On the other hand, the mechanic who must repair your automobile takes a very different point of view. She not only knows how to drive but must know all of the details necessary to carry out all the functions that we take for granted. She needs to understand how the engine works, how the transmission shifts gears, how temperature is controlled, and so on. This is known as the physical perspective, the details that take place “under the hood.”
The same thing happens when we use computers. Most people use computers to write documents, send and receive email, surf the web, play music, store images, and play games without any knowledge of the details that take place to allow those types of applications to work. They view computers from a logical or user perspective. Computer scientists, programmers, technology support staff, and system administrators take a very different view of the computer. They must know the details of how operating systems work, how network protocols are configured, and how to code various scripts that control function. They must be able to control the low-level details that a user simply assumes.
The common point for both of these examples is that the user of the abstraction, sometimes also called the client, does not need to know the details as long as the user is aware of the way the interface works.

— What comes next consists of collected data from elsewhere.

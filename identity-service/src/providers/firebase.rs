use std::time::Duration;

use async_trait::async_trait;
use chrono::{DateTime, Utc};
use reqwest::Client;
use serde::Deserialize;
use serde_json::{json, Value};

use super::jwks::{JwksError, JwksVerifier};
use super::{
    AuthProvider, ProviderCapability, ProviderError, ProviderErrorKind, ProviderIdentity,
    ProviderSession, ProviderTokens, SignUpAttributes, SignUpReceipt, VerifiedToken,
};
use crate::config::FirebaseSettings;

const IDENTITY_ENDPOINT: &str = "https://identitytoolkit.googleapis.com/v1";
const TOKEN_ENDPOINT: &str = "https://securetoken.googleapis.com/v1/token";
const JWKS_URL: &str =
    "https://www.googleapis.com/service_accounts/v1/jwk/securetoken@system.gserviceaccount.com";

/// GCP Identity Platform (Firebase Auth) adapter.
///
/// Drives the `identitytoolkit` REST surface with an API key; refresh grants go
/// through `securetoken`. Vendor error identifiers are classified into
/// [`ProviderErrorKind`] here and nowhere else.
pub struct FirebaseProvider {
    settings: FirebaseSettings,
    client: Client,
    verifier: JwksVerifier,
}

#[derive(Debug, Deserialize)]
#[serde(rename_all = "camelCase")]
struct PasswordSignInResponse {
    id_token: String,
    refresh_token: Option<String>,
    expires_in: Option<String>,
}

#[derive(Debug, Deserialize)]
#[serde(rename_all = "camelCase")]
struct SignUpCallResponse {
    local_id: String,
    id_token: Option<String>,
}

// securetoken answers in OAuth snake_case, unlike identitytoolkit.
#[derive(Debug, Deserialize)]
struct RefreshGrantResponse {
    access_token: String,
    id_token: Option<String>,
    refresh_token: Option<String>,
    expires_in: Option<String>,
}

#[derive(Debug, Deserialize)]
struct FirebaseClaims {
    sub: String,
    email: Option<String>,
    #[serde(default)]
    email_verified: bool,
    name: Option<String>,
    role: Option<String>,
    exp: i64,
}

impl FirebaseProvider {
    pub fn new(settings: FirebaseSettings, timeout: Duration) -> Result<Self, ProviderError> {
        let client = Client::builder().timeout(timeout).build().map_err(|e| {
            ProviderError::new(
                AuthProvider::Firebase,
                ProviderErrorKind::Other,
                format!("failed to build http client: {}", e),
            )
        })?;

        let issuer = format!("https://securetoken.google.com/{}", settings.project_id);
        let verifier = JwksVerifier::new(
            client.clone(),
            JWKS_URL.to_string(),
            &issuer,
            &settings.project_id,
        );

        Ok(Self {
            settings,
            client,
            verifier,
        })
    }

    async fn call(&self, method: &str, body: Value) -> Result<Value, ProviderError> {
        let url = format!(
            "{}/accounts:{}?key={}",
            IDENTITY_ENDPOINT, method, self.settings.api_key
        );
        let response = self
            .client
            .post(&url)
            .json(&body)
            .send()
            .await
            .map_err(|e| self.transport_error(e))?;

        self.unwrap_response(response).await
    }

    async fn unwrap_response(&self, response: reqwest::Response) -> Result<Value, ProviderError> {
        let status = response.status();
        let text = response.text().await.map_err(|e| self.transport_error(e))?;
        let payload: Value = if text.is_empty() {
            json!({})
        } else {
            serde_json::from_str(&text).map_err(|e| {
                ProviderError::new(
                    AuthProvider::Firebase,
                    ProviderErrorKind::Other,
                    format!("unparseable response: {}", e),
                )
            })?
        };

        if status.is_success() {
            Ok(payload)
        } else {
            Err(self.classify(&payload, status))
        }
    }

    fn transport_error(&self, e: reqwest::Error) -> ProviderError {
        let kind = if e.is_timeout() || e.is_connect() {
            ProviderErrorKind::Transient
        } else {
            ProviderErrorKind::Other
        };
        ProviderError::new(AuthProvider::Firebase, kind, format!("request failed: {}", e))
    }

    /// Identity Platform carries its error identifier as the leading token of
    /// `error.message`, sometimes followed by `: <detail>`.
    fn classify(&self, payload: &Value, status: reqwest::StatusCode) -> ProviderError {
        let message = payload
            .pointer("/error/message")
            .and_then(Value::as_str)
            .unwrap_or("");
        let code = message.split([':', ' ']).next().unwrap_or("").trim();

        let kind = match code {
            "EMAIL_NOT_FOUND" | "USER_NOT_FOUND" => ProviderErrorKind::IdentityNotFound,
            "INVALID_PASSWORD" | "INVALID_LOGIN_CREDENTIALS" | "USER_DISABLED"
            | "TOKEN_EXPIRED" | "INVALID_ID_TOKEN" | "MISSING_ID_TOKEN"
            | "INVALID_REFRESH_TOKEN" | "MISSING_REFRESH_TOKEN" => ProviderErrorKind::BadCredentials,
            "EMAIL_EXISTS" => ProviderErrorKind::AlreadyExists,
            "INVALID_OOB_CODE" | "EXPIRED_OOB_CODE" => ProviderErrorKind::CodeInvalid,
            "WEAK_PASSWORD" | "INVALID_EMAIL" | "MISSING_PASSWORD" | "MISSING_EMAIL"
            | "INVALID_NEW_PASSWORD" => ProviderErrorKind::Rejected,
            "TOO_MANY_ATTEMPTS_TRY_LATER" | "QUOTA_EXCEEDED" => ProviderErrorKind::Transient,
            _ if status.is_server_error() => ProviderErrorKind::Transient,
            _ => ProviderErrorKind::Other,
        };

        let message = if message.is_empty() {
            "request rejected"
        } else {
            message
        };
        ProviderError::new(AuthProvider::Firebase, kind, message)
    }

    fn jwks_error(&self, e: JwksError) -> ProviderError {
        let kind = match e {
            JwksError::Fetch(_) => ProviderErrorKind::Transient,
            JwksError::UnknownKey(_) | JwksError::Invalid(_) => ProviderErrorKind::BadCredentials,
        };
        ProviderError::new(AuthProvider::Firebase, kind, e.to_string())
    }

    fn identity(&self, claims: FirebaseClaims) -> Result<ProviderIdentity, ProviderError> {
        let email = claims.email.ok_or_else(|| {
            ProviderError::new(
                AuthProvider::Firebase,
                ProviderErrorKind::Other,
                "token missing email claim",
            )
        })?;
        let (first_name, last_name) = split_display_name(claims.name.as_deref());
        Ok(ProviderIdentity {
            subject: claims.sub,
            email,
            first_name,
            last_name,
            role_hint: claims.role,
            email_verified: claims.email_verified,
        })
    }
}

/// Identity Platform keeps a single `displayName`; the leading word is treated
/// as the given name and the remainder as the family name.
fn split_display_name(name: Option<&str>) -> (Option<String>, Option<String>) {
    let Some(full) = name.map(str::trim).filter(|s| !s.is_empty()) else {
        return (None, None);
    };
    let mut parts = full.splitn(2, char::is_whitespace);
    let first = parts.next().map(str::to_string);
    let last = parts
        .next()
        .map(str::trim)
        .filter(|s| !s.is_empty())
        .map(str::to_string);
    (first, last)
}

fn parse_expiry(raw: Option<&str>) -> i64 {
    raw.and_then(|s| s.parse().ok()).unwrap_or(3600)
}

#[async_trait]
impl ProviderCapability for FirebaseProvider {
    fn kind(&self) -> AuthProvider {
        AuthProvider::Firebase
    }

    async fn verify_token(&self, id_token: &str) -> Result<VerifiedToken, ProviderError> {
        let data = self
            .verifier
            .verify::<FirebaseClaims>(id_token)
            .await
            .map_err(|e| self.jwks_error(e))?;
        let expires_at = DateTime::from_timestamp(data.claims.exp, 0).unwrap_or_else(Utc::now);
        Ok(VerifiedToken {
            identity: self.identity(data.claims)?,
            expires_at,
        })
    }

    async fn sign_in(
        &self,
        email: &str,
        password: &str,
    ) -> Result<ProviderSession, ProviderError> {
        let payload = self
            .call(
                "signInWithPassword",
                json!({
                    "email": email,
                    "password": password,
                    "returnSecureToken": true,
                }),
            )
            .await?;
        let parsed: PasswordSignInResponse = serde_json::from_value(payload).map_err(|e| {
            ProviderError::new(
                AuthProvider::Firebase,
                ProviderErrorKind::Other,
                format!("unparseable sign-in response: {}", e),
            )
        })?;

        let verified = self.verify_token(&parsed.id_token).await?;
        // Identity Platform signs unverified accounts in; hold them here so the
        // policy layer sees the same kind Cognito reports from InitiateAuth.
        if !verified.identity.email_verified {
            return Err(ProviderError::new(
                AuthProvider::Firebase,
                ProviderErrorKind::NotConfirmed,
                "email address not verified",
            ));
        }

        let expires_in = parse_expiry(parsed.expires_in.as_deref());
        Ok(ProviderSession {
            identity: verified.identity,
            tokens: ProviderTokens::bearer(
                parsed.id_token.clone(),
                Some(parsed.id_token),
                parsed.refresh_token,
                expires_in,
            ),
        })
    }

    async fn sign_up(&self, attrs: &SignUpAttributes) -> Result<SignUpReceipt, ProviderError> {
        let payload = self
            .call(
                "signUp",
                json!({
                    "email": attrs.email,
                    "password": attrs.password,
                    "returnSecureToken": true,
                }),
            )
            .await?;
        let parsed: SignUpCallResponse = serde_json::from_value(payload).map_err(|e| {
            ProviderError::new(
                AuthProvider::Firebase,
                ProviderErrorKind::Other,
                format!("unparseable sign-up response: {}", e),
            )
        })?;

        // The account now exists, so profile decoration and the verification
        // mail must not fail the sign-up; resend covers a lost mail later.
        if let Some(id_token) = &parsed.id_token {
            let display_name = format!("{} {}", attrs.first_name, attrs.last_name);
            if let Err(e) = self
                .call(
                    "update",
                    json!({
                        "idToken": id_token,
                        "displayName": display_name.trim(),
                        "returnSecureToken": false,
                    }),
                )
                .await
            {
                tracing::warn!(error = %e, "firebase display name update failed");
            }

            if let Err(e) = self
                .call(
                    "sendOobCode",
                    json!({
                        "requestType": "VERIFY_EMAIL",
                        "idToken": id_token,
                    }),
                )
                .await
            {
                tracing::warn!(error = %e, "firebase verification mail failed");
            }
        }

        tracing::info!(subject = %parsed.local_id, "firebase sign-up accepted");

        Ok(SignUpReceipt {
            subject: parsed.local_id,
            confirmation_required: true,
        })
    }

    async fn confirm_sign_up(&self, email: &str, code: &str) -> Result<(), ProviderError> {
        // The oob code identifies the account by itself; the email parameter is
        // only used to reject codes that belong to someone else.
        let payload = self.call("update", json!({ "oobCode": code })).await?;
        if let Some(confirmed) = payload.get("email").and_then(Value::as_str) {
            if !confirmed.eq_ignore_ascii_case(email) {
                return Err(ProviderError::new(
                    AuthProvider::Firebase,
                    ProviderErrorKind::CodeInvalid,
                    "code does not belong to this account",
                ));
            }
        }
        Ok(())
    }

    async fn resend_confirmation_code(&self, email: &str) -> Result<(), ProviderError> {
        // VERIFY_EMAIL by address needs elevated credentials on most tenants;
        // callers treat resend as best effort, so a rejection is acceptable.
        self.call(
            "sendOobCode",
            json!({
                "requestType": "VERIFY_EMAIL",
                "email": email,
            }),
        )
        .await
        .map(|_| ())
    }

    async fn forgot_password(&self, email: &str) -> Result<(), ProviderError> {
        self.call(
            "sendOobCode",
            json!({
                "requestType": "PASSWORD_RESET",
                "email": email,
            }),
        )
        .await
        .map(|_| ())
    }

    async fn confirm_forgot_password(
        &self,
        _email: &str,
        code: &str,
        new_password: &str,
    ) -> Result<(), ProviderError> {
        self.call(
            "resetPassword",
            json!({
                "oobCode": code,
                "newPassword": new_password,
            }),
        )
        .await
        .map(|_| ())
    }

    async fn refresh_token(&self, refresh_token: &str) -> Result<ProviderTokens, ProviderError> {
        let url = format!("{}?key={}", TOKEN_ENDPOINT, self.settings.api_key);
        let response = self
            .client
            .post(&url)
            .form(&[
                ("grant_type", "refresh_token"),
                ("refresh_token", refresh_token),
            ])
            .send()
            .await
            .map_err(|e| self.transport_error(e))?;

        let payload = self.unwrap_response(response).await?;
        let parsed: RefreshGrantResponse = serde_json::from_value(payload).map_err(|e| {
            ProviderError::new(
                AuthProvider::Firebase,
                ProviderErrorKind::Other,
                format!("unparseable refresh response: {}", e),
            )
        })?;

        Ok(ProviderTokens::bearer(
            parsed.access_token,
            parsed.id_token,
            parsed.refresh_token,
            parse_expiry(parsed.expires_in.as_deref()),
        ))
    }
}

This interface is the way we as users communicate with the underlying complexities of the implementation. As another example of abstraction, consider the Python math module. Once we import the module, we can perform computations such as
This is an example of procedural abstraction . We do not necessarily know how the square root is being calculated, but we know what the function is called and how to use it. If we perform the import correctly, we can assume that the function will provide us with the correct results. We know that someone implemented a solution to the square root problem but we only need to know how to use it. This is sometimes referred to as a “black box” view of a process. We simply describe the interface: the name of the function, what is needed (the parameters), and what will be returned. The details are hidden inside (see Figure 1 ).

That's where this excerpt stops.